▸ **Aim of the exercise**:
Every line of the data below that holds the string "conclusion" needs to be reported.

▸ **Data**:
****

//! Static regime playbook shown alongside a non-empty report.

use serde::Serialize;
use sentiment_desk_core::Classification;

#[derive(Debug, Clone, PartialEq, Serialize)]
pub struct RegimeGuidance {
    pub regime: Classification,
    pub observations: &'static [&'static str],
    pub recommendation: &'static str,
}

#[derive(Debug, Clone, PartialEq, Serialize)]
pub struct Recommendations {
    pub title: &'static str,
    pub regimes: &'static [RegimeGuidance],
    pub insight: &'static [&'static str],
    pub benefits: &'static [&'static str],
    pub conclusion: &'static str,
}

static REGIMES: [RegimeGuidance; 5] = [
    RegimeGuidance {
        regime: Classification::ExtremeGreed,
        observations: &[
            "Highest average PnL observed but accompanied by elevated volatility.",
            "Momentum-driven trades perform well, but reversal risk increases sharply.",
            "Avoid over-leveraging during late-stage greed cycles.",
        ],
        recommendation: "Deploy momentum strategies with strict stop-loss and predefined profit booking.",
    },
    RegimeGuidance {
        regime: Classification::Greed,
        observations: &[
            "Moderate win rate with controlled volatility.",
            "Directional bias present (long dominance observed).",
        ],
        recommendation: "Use trend-following setups with disciplined position sizing.",
    },
    RegimeGuidance {
        regime: Classification::Fear,
        observations: &[
            "Reduced win rate compared to greed phases.",
            "Volatility remains elevated with inconsistent profitability.",
        ],
        recommendation: "Reduce exposure, tighten risk controls, and prioritize capital protection.",
    },
    RegimeGuidance {
        regime: Classification::ExtremeFear,
        observations: &[
            "Lowest stability in performance and suppressed win rate.",
            "Emotional trading and uncertainty dominate.",
        ],
        recommendation: "Avoid aggressive entries and limit trade frequency. Focus on defensive positioning or stay partially sidelined.",
    },
    RegimeGuidance {
        regime: Classification::Neutral,
        observations: &[
            "Most stable and balanced performance.",
            "Risk-adjusted behavior comparatively smoother.",
        ],
        recommendation: "Ideal regime for systematic strategy deployment.",
    },
];

pub static RECOMMENDATIONS: Recommendations = Recommendations {
    title: "Regime-Based Trading Strategy Framework",
    regimes: &REGIMES,
    insight: &[
        "Trader profitability is strongly regime-dependent.",
        "Performance, volatility, and directional bias shift significantly across sentiment states.",
    ],
    benefits: &[
        "Improve risk-adjusted returns",
        "Reduce drawdowns during extreme phases",
        "Enhance trade timing and exposure control",
        "Support disciplined behavioral trading",
    ],
    conclusion: "Sentiment-aware strategy design provides a structural edge over static trading systems.",
};

/// The playbook, or `None` when there are no trades to act on.
#[must_use]
pub fn for_trade_count(total_trades: usize) -> Option<&'static Recommendations> {
    (total_trades > 0).then_some(&RECOMMENDATIONS)
}

#[cfg(test)]
mod tests {
    use super::*;

    #[test]
    fn shown_only_with_trades() {
        assert!(for_trade_count(0).is_none());
        assert_eq!(for_trade_count(3).map(|r| r.regimes.len()), Some(5));
    }
}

****

▸ **Written solution**:
    pub conclusion: &'static str,
    conclusion: "Sentiment-aware strategy design provides a structural edge over static trading systems.",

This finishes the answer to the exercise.